Матрос радостно завыл и хлопнул его по плечу.
– Спирька Голубков, комендор второго Балтийского экипажа! Как звать?
– Шахов.
– Какого полка?
– Смольнинского красногвардейского отряда.
– А где тут еще пленные?
Шахов не успел ответить, - толпа матросов хлынула снизу и разом оттеснила его в один из круговых коридоров. Дворец кишел, как муравейник. Солдаты местного гарнизона бродили туда и назад по всем трем этажам. В каждой комнате был митинг. Матросы и красногвардейцы, согласно плана Военно-Революционного Комитета, "говорили с казаками через головы генералов".
Шахов, потеряв из виду матроса, пошел дальше один. С трудом пробираясь через толпу, он бродил по дворцу, пытаясь отыскать кого-нибудь из красногвардейцев своего отряда. Наконец, устав искать, он снова спустился вниз и, незаметно пройдя лишний пролет лестницы, вдруг попал в узкий коридор, в котором гулко отдавались шаги, а свет электрических ламп становился все более тусклым.
Он хотел уже повернуть обратно, когда за беспорядочной грудой оружия, которою пересечен был коридор, услышал голос, показавшийся ему знакомым.
– Тринадцать карабинов, - говорил хмурый мужской голос, - один, два, три, четыре...
– Кто вам позволил здесь распоряжаться, во дворце?
– крикнул другой голос.
– Зачем вы считаете оружие?
– Как зачем? Надо же его по счету сдать, или как?

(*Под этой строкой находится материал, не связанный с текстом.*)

#[cfg(test)]
#[allow(clippy::unwrap_used)]
mod tests {
    use super::*;
    use crate::prompt::ScriptedPrompt;
    use crate::store::MemoryStore;
    use wiremock::matchers::{body_json, method, path};
    use wiremock::{Mock, MockServer, ResponseTemplate};

    const KEY: &str = "analytics_consent";

    fn gate(
        service: FixedConsent,
        store: MemoryStore,
        prompt: Arc<ScriptedPrompt>,
    ) -> (ConsentGate, Arc<MemoryStore>) {
        let store = Arc::new(store);
        let gate = ConsentGate::new(
            Arc::new(service),
            store.clone(),
            prompt,
            Some("user@test.com".into()),
            KEY,
        );
        (gate, store)
    }

    #[tokio::test]
    async fn test_remote_yes_skips_cache_and_prompt() {
        let prompt = Arc::new(ScriptedPrompt::new());
        let (gate, _) = gate(
            FixedConsent::allowing(),
            MemoryStore::new().with_entry(KEY, "declined"),
            prompt.clone(),
        );

        assert!(gate.decide().await.is_proceed());
        assert_eq!(prompt.times_opened(), 0);
        assert_eq!(gate.state(), ConsentState::Accepted);
    }

    #[tokio::test]
    async fn test_remote_no_with_local_decline_stops() {
        let prompt = Arc::new(ScriptedPrompt::new());
        let (gate, _) = gate(
            FixedConsent::denying(),
            MemoryStore::new().with_entry(KEY, "declined"),
            prompt.clone(),
        );

        assert!(matches!(gate.decide().await, Decision::Stop));
        assert_eq!(prompt.times_opened(), 0);
    }

    #[tokio::test]
    async fn test_remote_no_without_decline_prompts() {
        let prompt = Arc::new(ScriptedPrompt::new());
        let (gate, _) = gate(
            FixedConsent::denying(),
            MemoryStore::new().with_entry(KEY, "accepted"),
            prompt.clone(),
        );

        assert!(matches!(gate.decide().await, Decision::Prompt(Some(_))));
        assert_eq!(prompt.times_opened(), 1);
    }

    #[tokio::test]
    async fn test_offline_with_cached_accept_proceeds() {
        let prompt = Arc::new(ScriptedPrompt::new());
        let (gate, _) = gate(
            FixedConsent::unreachable(),
            MemoryStore::new().with_entry(KEY, "accepted"),
            prompt.clone(),
        );

        assert!(gate.decide().await.is_proceed());
        assert_eq!(prompt.times_opened(), 0);
    }

    #[tokio::test]
    async fn test_offline_prompts_once_for_concurrent_decides() {
        let prompt = Arc::new(ScriptedPrompt::new());
        let (gate, _) = gate(
            FixedConsent::unreachable(),
            MemoryStore::new().with_entry(KEY, "declined"),
            prompt.clone(),
        );

        let (a, b) = tokio::join!(gate.decide(), gate.decide());
        let opened = [&a, &b]
            .iter()
            .filter(|d| matches!(d, Decision::Prompt(Some(_))))
            .count();
        let suppressed = [&a, &b]
            .iter()
            .filter(|d| matches!(d, Decision::Prompt(None)))
            .count();

        assert_eq!(opened, 1);
        assert_eq!(suppressed, 1);
        assert_eq!(prompt.times_opened(), 1);
    }

    #[tokio::test(start_paused = true)]
    async fn test_decline_during_pending_check_suppresses_second_prompt() {
        let prompt = Arc::new(ScriptedPrompt::new());
        let (gate, store) = gate(
            FixedConsent::unreachable().with_latency(Duration::from_millis(100)),
            MemoryStore::new(),
            prompt.clone(),
        );

        let first = async {
            let Decision::Prompt(Some(pending)) = gate.decide().await else {
                panic!("expected prompt");
            };
            tokio::time::sleep(Duration::from_millis(20)).await;
            assert!(prompt.respond(PromptChoice::Decline));
            gate.resolve(pending).await
        };
        let second = async {
            tokio::time::sleep(Duration::from_millis(50)).await;
            gate.decide().await
        };

        let (first, second) = tokio::join!(first, second);
        assert!(matches!(first, Decision::Stop));
        assert!(matches!(second, Decision::Stop));
        assert_eq!(prompt.times_opened(), 1);
        assert!(!prompt.is_open());
        assert_eq!(store.get(KEY).as_deref(), Some("declined"));
    }

    #[tokio::test(start_paused = true)]
    async fn test_late_remote_yes_cannot_override_decline() {
        let prompt = Arc::new(ScriptedPrompt::new());
        let (gate, _) = gate(
            FixedConsent::allowing().with_latency(Duration::from_millis(100)),
            MemoryStore::new(),
            prompt.clone(),
        );

        let check = gate.decide();
        let answer = async {
            tokio::time::sleep(Duration::from_millis(50)).await;
            gate.respond(PromptChoice::Decline)
        };

        let (decision, answered) = tokio::join!(check, answer);
        assert!(matches!(answered, Decision::Stop));
        assert!(matches!(decision, Decision::Stop));
        assert_eq!(gate.state(), ConsentState::Declined);
    }

    #[tokio::test]
    async fn test_accept_persists_and_proceeds() {
        let prompt = Arc::new(ScriptedPrompt::new());
        let (gate, store) = gate(FixedConsent::unreachable(), MemoryStore::new(), prompt.clone());

        let Decision::Prompt(Some(pending)) = gate.decide().await else {
            panic!("expected prompt");
        };
        assert!(prompt.respond(PromptChoice::Accept));

        assert!(gate.resolve(pending).await.is_proceed());
        assert_eq!(store.get(KEY).as_deref(), Some("accepted"));
        assert!(!prompt.is_open());
    }

    #[tokio::test]
    async fn test_decline_is_terminal_for_page_lifetime() {
        let prompt = Arc::new(ScriptedPrompt::answering(PromptChoice::Decline));
        let (gate, store) = gate(FixedConsent::denying(), MemoryStore::new(), prompt.clone());

        let Decision::Prompt(Some(pending)) = gate.decide().await else {
            panic!("expected prompt");
        };
        assert!(matches!(gate.resolve(pending).await, Decision::Stop));
        assert_eq!(store.get(KEY).as_deref(), Some("declined"));

        // Settled: no second prompt, and a late accept does not overturn it.
        assert!(matches!(gate.decide().await, Decision::Stop));
        assert!(!gate.respond(PromptChoice::Accept).is_proceed());
        assert_eq!(store.get(KEY).as_deref(), Some("declined"));
        assert_eq!(prompt.times_opened(), 1);
    }

    #[tokio::test]
    async fn test_dismissed_prompt_stops_without_persisting() {
        let prompt = Arc::new(ScriptedPrompt::new());
        let (gate, store) = gate(FixedConsent::denying(), MemoryStore::new(), prompt.clone());

        let Decision::Prompt(Some(pending)) = gate.decide().await else {
            panic!("expected prompt");
        };
        prompt.close();
        assert!(matches!(gate.resolve(pending).await, Decision::Stop));
        assert_eq!(store.get(KEY), None);
        assert_eq!(gate.state(), ConsentState::Unknown);
    }

    #[tokio::test]
    async fn test_anonymous_falls_back_to_cache() {
        let store = Arc::new(MemoryStore::new().with_entry(KEY, "accepted"));
        let gate = ConsentGate::new(
            Arc::new(FixedConsent::denying()),
            store,
            Arc::new(ScriptedPrompt::new()),
            None,
            KEY,
        );
        assert!(gate.decide().await.is_proceed());
    }

    #[tokio::test]
    async fn test_http_consent_service() {
        let server = MockServer::start().await;
        Mock::given(method("POST"))
            .and(path("/check-consent"))
            .and(body_json(serde_json::json!({"email": "user@test.com"})))
            .respond_with(ResponseTemplate::new(200).set_body_json(serde_json::json!({"allowed": true})))
            .mount(&server)
            .await;

        let url = Url::parse(&format!("{}/check-consent", server.uri())).unwrap();
        let service = HttpConsentService::new(url, Duration::from_secs(5)).unwrap();
        assert!(service.check("user@test.com").await.unwrap());
    }

    #[tokio::test]
    async fn test_http_consent_rejects_bad_shape_and_status() {
        let server = MockServer::start().await;
        Mock::given(method("POST"))
            .and(path("/shape/check-consent"))
            .respond_with(ResponseTemplate::new(200).set_body_json(serde_json::json!({"allowed": "yes"})))
            .mount(&server)
            .await;
        Mock::given(method("POST"))
            .and(path("/status/check-consent"))
            .respond_with(ResponseTemplate::new(500))
            .mount(&server)
            .await;

        let shape = HttpConsentService::new(
            Url::parse(&format!("{}/shape/check-consent", server.uri())).unwrap(),
            Duration::from_secs(5),
        )
        .unwrap();
        assert!(matches!(
            shape.check("user@test.com").await,
            Err(TrackerError::MalformedResponse(_))
        ));

        let status = HttpConsentService::new(
            Url::parse(&format!("{}/status/check-consent", server.uri())).unwrap(),
            Duration::from_secs(5),
        )
        .unwrap();
        assert!(matches!(
            status.check("user@test.com").await,
            Err(TrackerError::RemoteStatus { status: 500 })
        ));
    }
}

– Да чорт побери, поймите же вы, наконец, что это не ваше, а наше оружие!
– Чье это ваше?
– Наше, третьего конного корпуса!
– Идите вы к матери с вашим корпусом, - хмуро сказал первый голос; он продолжал считать: - семь, восемь, девять, десять...
– Согласно условиям перемирия, - раздраженно закричал второй, - все оружие остается в распоряжении третьего конного корпуса! Если вы сейчас же не уйдете отсюда, я...
– Ладно, ладно. Вам оружие не нужно ни к чортовой матери. Зачем вам оружие? Вы только и знаете по своим стрелять.
–
Хмурый голос окончил подсчет карабинов и принялся за винтовки.
– Вот сосчитаю, да как к вечеру чего не хватит, так тебя же, как начальника арсенальной части, расстреляю.
Над грудой винтовок, сваленных в кучу поперек коридора, Шахов мельком увидел лицо человека, с таким хладнокровием производившего подсчет чужого оружия.
Оно за последние три дня не очень изменилось, это лицо, только седая щетина выросла еще больше да глаза провалились еще глубже под нависшими старческими бровями.
– Кривенко!
Шахов разбросал оружие, подбежал к нему, едва не опрокинул столик, на котором красногвардеец записывал по счету казачьи карабины.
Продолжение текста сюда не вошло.